The hike begins by following the highway before veering into the lava beds, traversing over jumbled blocks of black basalt. In a very short time, however, the trail diverts to the east and onto the side of the cinder cone itself. From here, the trail begins its sinuous wrap around the volcano, passing from the north side to the west and eventually the south in a little over a half mile. For the most part, the trail is well-packed, easy to follow, and of a moderate grade. However, loose cinders on the lower part of the trail occasionally make the footing treacherous, and the final slope to the summit is very loose. Caution should be exercised.
When the trail turns back toward the west, the path becomes more difficult, with more loose rock as it makes the final rise to the saddle that separates the cinder cone from the sandstone ridge to the south. A short spur path leads to better views to the west. To the north, the last short stretch of trail leads to the summit. Unfortunately, it is a very eroded, loose and tedious ascent across a shifting slope of black and red cinder rock.

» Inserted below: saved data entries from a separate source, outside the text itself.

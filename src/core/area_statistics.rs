use crate::core::flood_classifier::FloodMasks;
use crate::core::raster::Raster;
use crate::core::reduce::{CancellationToken, ReduceRegionOptions, RegionReducer};
use crate::core::region::Region;
use crate::types::{SarError, SarResult, Units};
use serde::{Deserialize, Serialize};

const M2_PER_HECTARE: f64 = 10_000.0;

/// Sampling settings of the area aggregation
#[derive(Debug, Clone, PartialEq, Serialize, Deserialize)]
#[serde(default)]
pub struct StatisticsParams {
    /// Statistical sampling scale in metres
    pub scale: f64,
    /// Upper bound on native pixels read per statistic
    pub max_pixels: u64,
    /// Tile height in rows
    pub tile_size: usize,
}

impl Default for StatisticsParams {
    fn default() -> Self {
        Self {
            scale: 250.0,
            max_pixels: 100_000_000_000_000,
            tile_size: 256,
        }
    }
}

/// Hectare totals of the three output masks
#[derive(Debug, Clone, Copy, PartialEq, Eq, Serialize, Deserialize)]
pub struct FloodStatistics {
    pub flood_ha: u64,
    pub cropland_ha: u64,
    pub flooded_cropland_ha: u64,
    /// `None` when there is no cropland to relate to
    pub flooded_cropland_percent: Option<u32>,
}

impl FloodStatistics {
    pub fn from_hectares(flood_ha: u64, cropland_ha: u64, flooded_cropland_ha: u64) -> Self {
        Self {
            flood_ha,
            cropland_ha,
            flooded_cropland_ha,
            flooded_cropland_percent: flooded_percentage(flooded_cropland_ha, cropland_ha).ok(),
        }
    }

    pub fn percentage(&self) -> SarResult<u32> {
        flooded_percentage(self.flooded_cropland_ha, self.cropland_ha)
    }
}

/// Square metres to whole hectares
pub fn hectares(area_m2: f64) -> u64 {
    (area_m2.max(0.0) / M2_PER_HECTARE).round() as u64
}

/// round(100 * flooded / cropland) on the rounded hectare figures
pub fn flooded_percentage(flooded_cropland_ha: u64, cropland_ha: u64) -> SarResult<u32> {
    if cropland_ha == 0 {
        return Err(SarError::UndefinedPercentage(format!(
            "{} ha flooded cropland against 0 ha cropland",
            flooded_cropland_ha
        )));
    }
    Ok((100.0 * flooded_cropland_ha as f64 / cropland_ha as f64).round() as u32)
}

/// Pixel-area aggregation of masks over a region
pub struct AreaStatistics<'a> {
    region: &'a Region,
    params: StatisticsParams,
    cancel: CancellationToken,
}

impl<'a> AreaStatistics<'a> {
    pub fn new(region: &'a Region, params: StatisticsParams) -> Self {
        Self {
            region,
            params,
            cancel: CancellationToken::default(),
        }
    }

    pub fn with_cancellation(mut self, cancel: CancellationToken) -> Self {
        self.cancel = cancel;
        self
    }

    fn reducer(&self) -> RegionReducer<'a> {
        RegionReducer::new(
            self.region,
            ReduceRegionOptions {
                scale: self.params.scale,
                max_pixels: self.params.max_pixels,
                tile_size: self.params.tile_size,
                cancel: self.cancel.clone(),
            },
        )
    }

    /// Ground area of the valid pixels of a mask, in square metres
    pub fn mask_area_m2(&self, mask: &Raster) -> SarResult<f64> {
        let ones = mask.map_valid(Units::Unitless, |_| 1.0);
        self.reducer().sum_area(&ones)
    }

    pub fn mask_hectares(&self, mask: &Raster) -> SarResult<u64> {
        let area = self.mask_area_m2(mask)?;
        let ha = hectares(area);
        log::debug!("'{}': {:.1} m^2 -> {} ha", mask.band(), area, ha);
        Ok(ha)
    }

    /// Hectares of flood, cropland and flooded cropland, computed concurrently
    pub fn compute(&self, masks: &FloodMasks) -> SarResult<FloodStatistics> {
        #[cfg(feature = "parallel")]
        let (flood, (cropland, flooded_cropland)) = rayon::join(
            || self.mask_hectares(&masks.flood),
            || {
                rayon::join(
                    || self.mask_hectares(&masks.cropland),
                    || self.mask_hectares(&masks.flooded_cropland),
                )
            },
        );
        #[cfg(not(feature = "parallel"))]
        let (flood, (cropland, flooded_cropland)) = (
            self.mask_hectares(&masks.flood),
            (
                self.mask_hectares(&masks.cropland),
                self.mask_hectares(&masks.flooded_cropland),
            ),
        );

        let stats = FloodStatistics::from_hectares(flood?, cropland?, flooded_cropland?);
        match stats.flooded_cropland_percent {
            Some(p) => log::info!(
                "Flooded area: {} ha, cropland: {} ha, flooded cropland: {} ha ({}%)",
                stats.flood_ha,
                stats.cropland_ha,
                stats.flooded_cropland_ha,
                p
            ),
            None => log::warn!(
                "Flooded area: {} ha, no cropland in region; flooded cropland percentage undefined",
                stats.flood_ha
            ),
        }
        Ok(stats)
    }
}

#[cfg(test)]
mod tests {
    use super::*;
    use crate::types::{CoordinateSystem, GeoTransform, GridSpec};
    use ndarray::Array2;

    fn grid() -> GridSpec {
        GridSpec::new(
            100,
            100,
            GeoTransform::north_up(0.0, 1000.0, 10.0, -10.0),
            CoordinateSystem::Projected { epsg: 32642 },
        )
    }

    fn mask(name: &str, f: impl Fn(usize, usize) -> bool) -> Raster {
        Raster::new(
            name,
            Units::Unitless,
            grid(),
            Array2::from_shape_fn((100, 100), |(r, c)| if f(r, c) { 1.0 } else { f32::NAN }),
        )
        .unwrap()
    }

    #[test]
    fn test_hectare_rounding() {
        assert_eq!(hectares(0.0), 0);
        assert_eq!(hectares(14_999.0), 1);
        assert_eq!(hectares(15_000.0), 2);
        assert_eq!(hectares(-5.0), 0);
    }

    #[test]
    fn test_percentage_and_zero_cropland() {
        assert_eq!(flooded_percentage(1, 3).unwrap(), 33);
        assert_eq!(flooded_percentage(2, 3).unwrap(), 67);
        assert_eq!(flooded_percentage(0, 3).unwrap(), 0);
        assert!(matches!(flooded_percentage(0, 0), Err(SarError::UndefinedPercentage(_))));

        let stats = FloodStatistics::from_hectares(5, 0, 0);
        assert_eq!(stats.flooded_cropland_percent, None);
        assert!(stats.percentage().is_err());
    }

    #[test]
    fn test_masks_to_hectares() {
        // 100 m^2 pixels: 10 000 px = 100 ha, 2 500 px = 25 ha
        let masks = FloodMasks {
            flood: mask("flood", |_, c| c < 50),
            cropland: mask("cropland", |r, _| r < 50),
            flooded_cropland: mask("flooded_cropland", |r, c| r < 50 && c < 50),
        };
        let region = Region::from_grid(&grid()).unwrap();
        let stats = AreaStatistics::new(&region, StatisticsParams::default()).compute(&masks).unwrap();
        assert_eq!(stats.flood_ha, 50);
        assert_eq!(stats.cropland_ha, 50);
        assert_eq!(stats.flooded_cropland_ha, 25);
        assert_eq!(stats.flooded_cropland_percent, Some(50));
    }

    #[test]
    fn test_budget_is_enforced() {
        let region = Region::from_grid(&grid()).unwrap();
        let params = StatisticsParams {
            scale: 10.0,
            max_pixels: 100,
            ..Default::default()
        };
        let err = AreaStatistics::new(&region, params).mask_hectares(&mask("flood", |_, _| true));
        assert!(matches!(err, Err(SarError::AggregationBudgetExceeded { .. })));
    }

    #[test]
    fn test_coarse_scale_does_not_hide_pixels_read() {
        // 1000x1000 pixels at 10 m are only 40x40 blocks at 250 m
        let n = 1000;
        let big = GridSpec::new(
            n,
            n,
            GeoTransform::north_up(0.0, n as f64 * 10.0, 10.0, -10.0),
            CoordinateSystem::Projected { epsg: 32642 },
        );
        let flood = Raster::filled("flood", Units::Unitless, big, 1.0);
        let region = Region::from_grid(&big).unwrap();
        let params = StatisticsParams {
            scale: 250.0,
            max_pixels: 10_000,
            ..Default::default()
        };
        match AreaStatistics::new(&region, params).mask_hectares(&flood) {
            Err(SarError::AggregationBudgetExceeded { required, limit }) => {
                assert_eq!(required, 1_000_000);
                assert_eq!(limit, 10_000);
            }
            other => panic!("expected budget error, got {:?}", other),
        }

        let roomy = StatisticsParams { scale: 250.0, max_pixels: 1_000_000, ..Default::default() };
        assert_eq!(AreaStatistics::new(&region, roomy).mask_hectares(&flood).unwrap(), 10_000);
    }
}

In less than a quarter mile, the broad summit is reached, a huge crater yawning beneath the rim with views stretching north to Signal Peak and the Pine Valley Mountains, east into the Red Cliffs Desert Reserve, and south toward Ivins and Santa Clara. The vast majority of the view to the west is taken up by the stunning landscape of Snow Canyon, and the perspective from the top of the volcano is stunning. Below, SR-18 and the passing vehicles look like a child’s playset.
From here, there are multiple options to extending this hike. The first is to walk around the lip of the crater and even descend down into it. A well-traveled path makes a loop around the top of the cinder cone and at the lowest point, descends down into the cool recesses of the crater.
To reach the second option, descend the trail back to the saddle with the sandstone ridge and head southwest along an obvious trail. Soon the trail traverses along the spine of the sandstone, weaving in and out of outcroppings and stands of pinyon and juniper trees. The path reaches a suitable turnaround spot at a high point on the ridge in a little over a half mile. When ready, return to the saddle by the volcano and descend the Cinder Cone Trail back to the car park.